I'm like Jon Snow, I know nothing.

Posted : 17/06/2016 10:12 pm
DanielV
(@danielv)
Eminent Member
Topic starter answered:
Re: Stickyness of the MK2-bed

Hi christophe,

Thanks for sharing the result.
I even lost a print exactly because ob what you described.
Some PLA of the joints of one arm (the other one was fine) seemed to be collided and kicked the arm from the bed. :-/ bad.

I designed a new cooler-output für the nozzle cooler, to cool from all sides instead of only from the front.
This idea follows the hint that darknico described today.
The result is a little improvement, perhaps, but not the solution.

The next try will be a print with reduced speed. Perhaps this is the trick.

What bed-temperature did you use?

Posted : 17/06/2016 11:18 pm
christophe.p
(@christophe-p)
Member Moderator
Re: Stickyness of the MK2-bed

Hi Daniel,

I just used a very standard 55°C for the bed.

The issue I presume with the arm is the angle of the arm have in this position, while printed there is a very acute angle, implying a big difference of cooling capacity between the front side and the back side, provoking warping even if PLA is not very prone to warp.

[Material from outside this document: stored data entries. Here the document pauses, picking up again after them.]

//! In-memory event store

use crate::core::error::{Result, ScheduleError};
use crate::core::types::Event;
use crate::store::{ConflictCheck, EventStore, StoreStatus};
use std::sync::{Mutex, MutexGuard};

/// Volatile event table guarded by a mutex
#[derive(Debug, Default)]
pub struct InMemoryEventStore {
    events: Mutex<Vec<Event>>,
}

impl InMemoryEventStore {
    pub fn new() -> Self {
        Self::default()
    }

    /// Create a store pre-populated with events
    pub fn with_events(events: Vec<Event>) -> Self {
        Self {
            events: Mutex::new(events),
        }
    }

    /// Number of stored events; fails if the table lock is poisoned
    pub fn len(&self) -> Result<usize> {
        Ok(self.lock()?.len())
    }

    pub fn is_empty(&self) -> Result<bool> {
        Ok(self.len()? == 0)
    }

    fn lock(&self) -> Result<MutexGuard<'_, Vec<Event>>> {
        self.events
            .lock()
            .map_err(|_| ScheduleError::StoreError("event table lock poisoned".into()))
    }
}

/// True if `value` equals `filter`, or the filter leaves the field open
fn field_matches(filter: &Option<String>, value: &Option<String>) -> bool {
    match filter {
        Some(wanted) => value.as_deref() == Some(wanted.as_str()),
        None => true,
    }
}

fn sort_key(event: &Event) -> (String, String) {
    (
        event.date.clone().unwrap_or_default(),
        event.time.clone().unwrap_or_default(),
    )
}

impl EventStore for InMemoryEventStore {
    fn create(&self, event: &Event) -> Result<StoreStatus> {
        if event.slot().is_none() {
            return Ok(StoreStatus::Failed);
        }
        self.lock()?.push(event.clone());
        Ok(StoreStatus::Success)
    }

    fn read(&self, query: &Event) -> Result<Vec<Event>> {
        let mut found: Vec<Event> = self
            .lock()?
            .iter()
            .filter(|e| {
                field_matches(&query.title, &e.title)
                    && field_matches(&query.date, &e.date)
                    && field_matches(&query.time, &e.time)
                    && field_matches(&query.location, &e.location)
            })
            .cloned()
            .collect();
        found.sort_by_key(sort_key);
        Ok(found)
    }

    fn update(&self, event: &Event) -> Result<StoreStatus> {
        if event.title.is_none() {
            return Ok(StoreStatus::Failed);
        }

        let mut events = self.lock()?;
        let mut changed = 0;
        for existing in events
            .iter_mut()
            .filter(|e| field_matches(&event.title, &e.title) && field_matches(&event.date, &e.date))
        {
            if event.time.is_some() {
                existing.time = event.time.clone();
            }
            if event.location.is_some() {
                existing.location = event.location.clone();
            }
            if event.participants.is_some() {
                existing.participants = event.participants.clone();
            }
            changed += 1;
        }

        Ok(if changed > 0 {
            StoreStatus::Updated
        } else {
            StoreStatus::Failed
        })
    }

    fn delete(&self, event: &Event) -> Result<StoreStatus> {
        if event.title.is_none() && event.date.is_none() && event.time.is_none() {
            return Ok(StoreStatus::Failed);
        }

        let mut events = self.lock()?;
        let before = events.len();
        events.retain(|e| {
            !(field_matches(&event.title, &e.title)
                && field_matches(&event.date, &e.date)
                && field_matches(&event.time, &e.time))
        });

        Ok(if events.len() < before {
            StoreStatus::Deleted
        } else {
            StoreStatus::Failed
        })
    }

    fn check_conflict(&self, event: &Event) -> Result<ConflictCheck> {
        let Some(slot) = event.slot() else {
            return Ok(ConflictCheck::clear());
        };

        let events = self.lock()?;
        Ok(events
            .iter()
            .find(|e| e.slot() == Some(slot))
            .cloned()
            .map(ConflictCheck::with)
            .unwrap_or_default())
    }
}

Another model that make my day is a voronoi Klein bottle (this one: http://www.thingiverse.com/thing:145694 ), with local warping ruining a lot of my tentative. And since I want to mold it with acetone, ABS is almost mandatory :/

I'm like Jon Snow, I know nothing.

Posted : 17/06/2016 11:42 pm
Thyn
 Thyn
(@thyn)
Eminent Member
Re: Stickyness of the MK2-bed

I tried this robot in ABS -- the warping is awful so far (the overhanging arms are the problem). Other parts work and will move, I guess, but I crashed something (either nozzle or pinda) into the print, breaking off an arm one time, and hence producing spaghetti there. Also, the Y axis went out of sync everytime due to crashes, several times by 2mm or so, so the result was totally messed up.

Thanks to this thread, I have a few ideas how to print this, and I *will* manage to print it in ABS! 🙂 Against crashing the pinda, I'll use Christophe's protector, against crashing the nozzle, I'll use a larger zlift in slic3r, and I'll turn the model around and use the nozzle cooling fan. Let's see!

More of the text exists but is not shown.